Two Types of Fly Agaric Toadstools

Brown Amanita toadstool (Brown fly agaric)
Brown fly agaric toadstool

I’ve been wistfully liking other bloggers’ pictures of the type of toadstool you see in fairy tale illustrations (orangey-red fly agarics with white spots) while wishing my woodland searches had uncovered one.

The woods are rich in fungi: pale, greyish, beige, brown, pinkish, purplish and black ones growing singly, clustered in their hundreds along fallen logs or running the whole height of dying trees. I’d seen alarmingly slimy ones, shiny ones, pert ones, shelf types, toadstools like pontefract cakes and a lot that looked like small potatoes but any flashes of orange or red had turned out to be berries cast down from trees.

At one point I discovered the brown form of fly agaric toadstool pictured above. You can’t take my word for this as I am no expert, but I suspect it may be the deadly poisonous Amanita pantherina, the panther cap or false blusher. Another possibility is the similar-looking blusher, Amanita rubescens, named because the white flesh turns pink where bruised. An interesting find, but not half as exciting to me as seeing a red one.

Several photographers kindly gave me tips to help steer me in the right direction, looking under mature birch trees being the main recommendation.

Happy days! My wonderful sister saved the day by unearthing this one at the base of a pine tree, near the place where she’d found a fairy ring earlier in the year. Could there be magic going on?

Fly agaric toadstool (Amanita muscaria)
Orange-red fly agaric toadstool

I believe this is a fairly young Amanita muscaria. As the toadstool ages, its cap will gradually flatten as shown in Derrick’s post. We couldn’t find another, but it’ll do me. There were some birches close by in an area of mixed woodland.

Needless to say, I didn’t want to pick it and certainly not to eat it as they are also listed as poisonous. The name fly agaric comes from the folk tradition of using the toadstools as fly killer – something I do not recommend you try at home. A woodland creature had taken a couple of round bites out of it, so we have to hope its digestive system can cope.

Funny how contented a simple sighting can make us, isn’t it?

If you’re unsure whether a fungal fruiting body should be described as a mushroom or toadstool, the convention is to use ‘mushroom’ for edible ones and ‘toadstool’ for poisonous ones. I have been wondering for some time and belatedly looked it up.

26 Replies to “Two Types of Fly Agaric Toadstools”

  1. I’ve always associated them with Silver Birch trees. I don’t know if I have ever seen one not associated with Birch trees so I’ll have to check under Pine trees now.

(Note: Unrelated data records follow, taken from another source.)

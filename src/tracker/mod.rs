//! Visit tracking and golden-URL feedback
//!
//! Every fetch attempt becomes a [`VisitResult`], successful or not. Writes
//! that fail are kept and retried by the session's final batch save, so a
//! flaky store never stops a crawl.

mod quality;

pub use quality::{score_content, weighted_keyword_score, QualityScore};

use crate::extraction::ScheduleType;
use crate::storage::{lock_storage, SharedStorage, StorageResult};
use chrono::{DateTime, Utc};
use serde::{Deserialize, Serialize};

/// Outcome of one fetch attempt
#[derive(Debug, Clone, PartialEq, Serialize, Deserialize)]
pub struct VisitResult {
    pub site_id: i64,
    pub url: String,
    pub visited_at: DateTime<Utc>,
    pub http_status: Option<u16>,
    pub response_time_ms: u64,
    pub content_type: Option<String>,
    pub content_size: u64,
    pub extraction_attempted: bool,
    pub extraction_success: bool,
    pub schedule_data_found: bool,
    pub quality_score: QualityScore,
    pub error_type: Option<String>,
    pub error_message: Option<String>,
}

impl VisitResult {
    /// A visit that produced no assessable content
    pub fn failed(
        site_id: i64,
        url: &str,
        error_type: &str,
        error_message: impl Into<String>,
    ) -> Self {
        Self {
            site_id,
            url: url.to_string(),
            visited_at: Utc::now(),
            http_status: None,
            response_time_ms: 0,
            content_type: None,
            content_size: 0,
            extraction_attempted: false,
            extraction_success: false,
            schedule_data_found: false,
            quality_score: QualityScore::Error,
            error_type: Some(error_type.to_string()),
            error_message: Some(error_message.into()),
        }
    }

    pub fn is_error(&self) -> bool {
        self.quality_score == QualityScore::Error
    }
}

/// A source URL that once yielded a high-confidence result
#[derive(Debug, Clone, PartialEq, Serialize, Deserialize)]
pub struct GoldenUrl {
    pub site_id: i64,
    pub schedule_type: ScheduleType,
    pub url: String,
    pub confidence: u8,
    pub recorded_at: DateTime<Utc>,
}

/// Loads a site's golden URLs, best first
pub fn load_golden_urls(storage: &SharedStorage, site_id: i64) -> StorageResult<Vec<GoldenUrl>> {
    lock_storage(storage)?.golden_urls(site_id)
}

/// Per-session recorder for visits and golden URLs
pub struct VisitTracker {
    site_id: i64,
    storage: SharedStorage,
    visits: Vec<VisitResult>,
    unsaved_visits: Vec<VisitResult>,
    unsaved_golden: Vec<GoldenUrl>,
}

impl VisitTracker {
    pub fn new(site_id: i64, storage: SharedStorage) -> Self {
        Self {
            site_id,
            storage,
            visits: Vec::new(),
            unsaved_visits: Vec::new(),
            unsaved_golden: Vec::new(),
        }
    }

    pub fn site_id(&self) -> i64 {
        self.site_id
    }

    /// Records a visit, keeping it for the batch save if the write fails
    pub fn record(&mut self, visit: VisitResult) {
        tracing::debug!(
            site_id = self.site_id,
            url = %visit.url,
            status = ?visit.http_status,
            quality = %visit.quality_score,
            "Visit recorded"
        );

        let saved = lock_storage(&self.storage).and_then(|mut s| s.record_visit(&visit));
        if let Err(e) = saved {
            tracing::warn!(site_id = self.site_id, url = %visit.url, error = %e, "Failed to persist visit");
            self.unsaved_visits.push(visit.clone());
        }
        self.visits.push(visit);
    }

    /// Remembers a high-confidence source URL for future sessions
    pub fn record_golden(&mut self, schedule_type: ScheduleType, url: &str, confidence: u8) {
        let golden = GoldenUrl {
            site_id: self.site_id,
            schedule_type,
            url: url.to_string(),
            confidence,
            recorded_at: Utc::now(),
        };
        tracing::info!(
            site_id = self.site_id,
            schedule_type = %schedule_type,
            url = %url,
            confidence,
            "Golden URL recorded"
        );

        let saved = lock_storage(&self.storage).and_then(|mut s| s.record_golden_url(&golden));
        if let Err(e) = saved {
            tracing::warn!(site_id = self.site_id, error = %e, "Failed to persist golden URL");
            self.unsaved_golden.push(golden);
        }
    }

    pub fn visits(&self) -> &[VisitResult] {
        &self.visits
    }

    /// Number of fetch attempts recorded this session
    pub fn attempts(&self) -> usize {
        self.visits.len()
    }

    pub fn unsaved(&self) -> usize {
        self.unsaved_visits.len() + self.unsaved_golden.len()
    }

    /// Retries every write that failed earlier
    ///
    /// # Returns
    ///
    /// Number of visits and golden URLs still unsaved
    pub fn flush(&mut self) -> usize {
        let Ok(mut storage) = lock_storage(&self.storage) else {
            return self.unsaved();
        };
        self.unsaved_visits.retain(|v| storage.record_visit(v).is_err());
        self.unsaved_golden.retain(|g| storage.record_golden_url(g).is_err());
        drop(storage);
        self.unsaved()
    }
}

  2. Of course I had no idea what a pontefract cake was so I looked that up, and in so doing I discovered that licorice can also be spelled liquorice. How you do expand my horizons! I loved the word “pert” to describe some mushrooms, and, yes, I can well believe that such a sighting can satisfy the soul, especially a botanical soul. I have confounded my granddaughter by hanging prints of mushrooms. She doesn’t get mushrooms at all, much to my wonder. Magic among the pine needles? Absolutely!

    1. The liquorice ones have expanded my horizons too because I haven’t noticed them until this year. I like the idea of your mushroom prints. I’m not sure I was particularly interested in fungi either when I was younger, although I’ve liked flowers as long as I can remember.

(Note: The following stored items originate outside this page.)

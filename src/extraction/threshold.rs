//! Adaptive acceptance threshold for AI answers
//!
//! Rich pages (many schedule keywords, long text) lower the bar; sparse
//! pages raise it.

use crate::config::ExtractionConfig;

/// Keyword hits per thousand words of `text`
pub fn keyword_density(text: &str, terms: &[&str]) -> f64 {
    let words = text.split_whitespace().count();
    if words == 0 {
        return 0.0;
    }
    let lower = text.to_lowercase();
    let hits: usize = terms.iter().map(|t| lower.matches(t).count()).sum();
    hits as f64 * 1000.0 / words as f64
}

/// Minimum AI confidence accepted for a page
pub fn adaptive_threshold(text: &str, density: f64, config: &ExtractionConfig) -> f64 {
    let mut threshold = config.threshold_base;

    threshold -= (density * config.density_weight / 10.0).min(config.max_density_discount);

    let chars = text.chars().count();
    if chars >= config.long_content_chars {
        threshold -= config.long_content_discount;
    } else if chars < config.short_content_chars {
        threshold += config.short_content_penalty;
    }

    threshold.clamp(config.threshold_min, config.threshold_max)
}

#[cfg(test)]
mod tests {
    use super::*;

    #[test]
    fn test_density() {
        let text = "confession saturday confession sunday";
        assert_eq!(keyword_density(text, &["confession"]), 500.0);
        assert_eq!(keyword_density("", &["confession"]), 0.0);
    }

    #[test]
    fn test_sparse_short_page_demands_more() {
        let config = ExtractionConfig::default();
        let threshold = adaptive_threshold("Welcome", 0.0, &config);
        assert_eq!(threshold, 80.0);
    }

    #[test]
    fn test_rich_long_page_lowers_bar() {
        let config = ExtractionConfig::default();
        let long = "word ".repeat(500);
        let threshold = adaptive_threshold(&long, 50.0, &config);
        assert_eq!(threshold, 50.0);
    }

    #[test]
    fn test_threshold_is_clamped() {
        let config = ExtractionConfig::default();
        let long = "word ".repeat(500);
        assert_eq!(adaptive_threshold(&long, 10_000.0, &config), 40.0);

        let strict = ExtractionConfig {
            threshold_base: 95.0,
            ..ExtractionConfig::default()
        };
        assert_eq!(adaptive_threshold("short", 0.0, &strict), 90.0);
    }

    #[test]
    fn test_monotonic_in_density() {
        let config = ExtractionConfig::default();
        let text = "word ".repeat(100);
        let low = adaptive_threshold(&text, 5.0, &config);
        let high = adaptive_threshold(&text, 40.0, &config);
        assert!(high <= low);
    }
}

    1. Finding the red one made me wonder if there are lots of them that we did not see or only one and we found it. I dare say it’s the former!

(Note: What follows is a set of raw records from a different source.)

//! Content quality scoring
//!
//! Pages are rated on a fixed ordinal scale from the weighted count of
//! schedule-keyword occurrences in their cleaned text.

use serde::{Deserialize, Serialize};
use std::fmt;

/// High-value terms name the schedule facts themselves (×3)
const HIGH_TIER: &[&str] = &[
    "confession",
    "reconciliation",
    "penance",
    "adoration",
    "exposition",
    "holy hour",
    "mass times",
    "mass schedule",
];

/// Medium-value terms usually surround a schedule (×2)
const MEDIUM_TIER: &[&str] = &[
    "schedule",
    "saturday",
    "sunday",
    "weekday",
    "daily",
    "by appointment",
    "blessed sacrament",
    "vigil",
];

/// Low-value terms only show the page is about parish life (×1)
const LOW_TIER: &[&str] = &[
    "parish",
    "church",
    "chapel",
    "liturgy",
    "sacrament",
    "worship",
    "hours",
];

const GOOD_MIN: u32 = 15;
const FAIR_MIN: u32 = 8;
const POOR_MIN: u32 = 3;

/// Ordinal page-quality scale
#[derive(Debug, Clone, Copy, PartialEq, Eq, Hash, PartialOrd, Ord, Serialize, Deserialize)]
#[serde(rename_all = "SCREAMING_SNAKE_CASE")]
pub enum QualityScore {
    Error,
    Irrelevant,
    Poor,
    Fair,
    Good,
    Excellent,
}

impl QualityScore {
    pub const ALL: [QualityScore; 6] = [
        Self::Excellent,
        Self::Good,
        Self::Fair,
        Self::Poor,
        Self::Irrelevant,
        Self::Error,
    ];

    pub fn value(&self) -> f64 {
        match self {
            Self::Excellent => 1.0,
            Self::Good => 0.8,
            Self::Fair => 0.6,
            Self::Poor => 0.4,
            Self::Irrelevant => 0.2,
            Self::Error => 0.0,
        }
    }

    /// Maps a stored value back to the nearest level
    pub fn from_value(value: f64) -> Self {
        Self::ALL
            .into_iter()
            .min_by(|a, b| {
                (a.value() - value)
                    .abs()
                    .total_cmp(&(b.value() - value).abs())
            })
            .unwrap_or(Self::Error)
    }

    pub fn label(&self) -> &'static str {
        match self {
            Self::Excellent => "EXCELLENT",
            Self::Good => "GOOD",
            Self::Fair => "FAIR",
            Self::Poor => "POOR",
            Self::Irrelevant => "IRRELEVANT",
            Self::Error => "ERROR",
        }
    }
}

impl fmt::Display for QualityScore {
    fn fmt(&self, f: &mut fmt::Formatter<'_>) -> fmt::Result {
        f.write_str(self.label())
    }
}

fn occurrences(haystack: &str, needle: &str) -> u32 {
    haystack.matches(needle).count() as u32
}

/// Weighted keyword-tier hits in already-lowercased text
pub fn weighted_keyword_score(text_lower: &str) -> u32 {
    let tier = |terms: &[&str], weight: u32| -> u32 {
        terms
            .iter()
            .map(|t| occurrences(text_lower, t) * weight)
            .sum()
    };
    tier(HIGH_TIER, 3) + tier(MEDIUM_TIER, 2) + tier(LOW_TIER, 1)
}

/// Rates a fetched page
///
/// # Arguments
///
/// * `text` - Visible page text, or `None` when nothing could be read
/// * `schedule_data_found` - Whether the keyword pass found schedule text
///
/// # Returns
///
/// `Excellent` for pages with schedule data, `Error` for unreadable
/// responses, otherwise a tier from the weighted keyword score
pub fn score_content(text: Option<&str>, schedule_data_found: bool) -> QualityScore {
    let Some(text) = text else {
        return QualityScore::Error;
    };
    if schedule_data_found {
        return QualityScore::Excellent;
    }

    let score = weighted_keyword_score(&text.to_lowercase());
    match score {
        s if s >= GOOD_MIN => QualityScore::Good,
        s if s >= FAIR_MIN => QualityScore::Fair,
        s if s >= POOR_MIN => QualityScore::Poor,
        _ => QualityScore::Irrelevant,
    }
}

#[cfg(test)]
mod tests {
    use super::*;

    #[test]
    fn test_extracted_schedule_is_excellent() {
        assert_eq!(score_content(Some("anything"), true), QualityScore::Excellent);
    }

    #[test]
    fn test_no_content_is_error() {
        assert_eq!(score_content(None, true), QualityScore::Error);
    }

    #[test]
    fn test_tiers_are_weighted() {
        assert_eq!(weighted_keyword_score("confession"), 3);
        assert_eq!(weighted_keyword_score("saturday"), 2);
        assert_eq!(weighted_keyword_score("chapel"), 1);
        assert_eq!(weighted_keyword_score("confession confession"), 6);
    }

    #[test]
    fn test_descending_levels() {
        assert_eq!(score_content(Some("Bake sale on the lawn"), false), QualityScore::Irrelevant);
        assert_eq!(score_content(Some("Confession"), false), QualityScore::Poor);
        assert_eq!(
            score_content(Some("Confession and Adoration schedule"), false),
            QualityScore::Fair
        );
        assert_eq!(
            score_content(
                Some("Confession Saturday. Adoration Sunday. Penance and exposition schedule."),
                false
            ),
            QualityScore::Good
        );
    }

    #[test]
    fn test_value_roundtrip() {
        for q in QualityScore::ALL {
            assert_eq!(QualityScore::from_value(q.value()), q);
        }
        assert_eq!(QualityScore::from_value(0.79), QualityScore::Good);
    }

    #[test]
    fn test_ordering_matches_values() {
        assert!(QualityScore::Excellent > QualityScore::Good);
        assert!(QualityScore::Irrelevant > QualityScore::Error);
    }
}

      1. Thanks I found some a fee weeks ago and the had not opened yesterdays were nice to see – they were near pine trees rather than Birch trees. Thanks for link on your post. Think I have sorted now 👍

    1. I kept trying! It has been much, much easier to find them in my Reader than for real. There are a good number being reported in the New Forest (first mentioned in 1086, if you’re wondering how new), but that’s a long way from here.

    1. You were very fortunate to be directed to that fine clump and now you know where they are. I’ve seen several posts showing them in my Reader over the last few days. Perhaps it has been National Red Toadstool Week and we missed noticing that, but accidentally took part.

  3. It’s possible that I found one of these in east Texas a couple of weeks ago. It clearly was ‘over the hill’ — faded, fully open, and seemingly nibbled on, but it was red, and it was in an area with pines. I’ll have to pursue it. When new and fresh these are beautiful; I’d love to find one, and I’m glad that you did!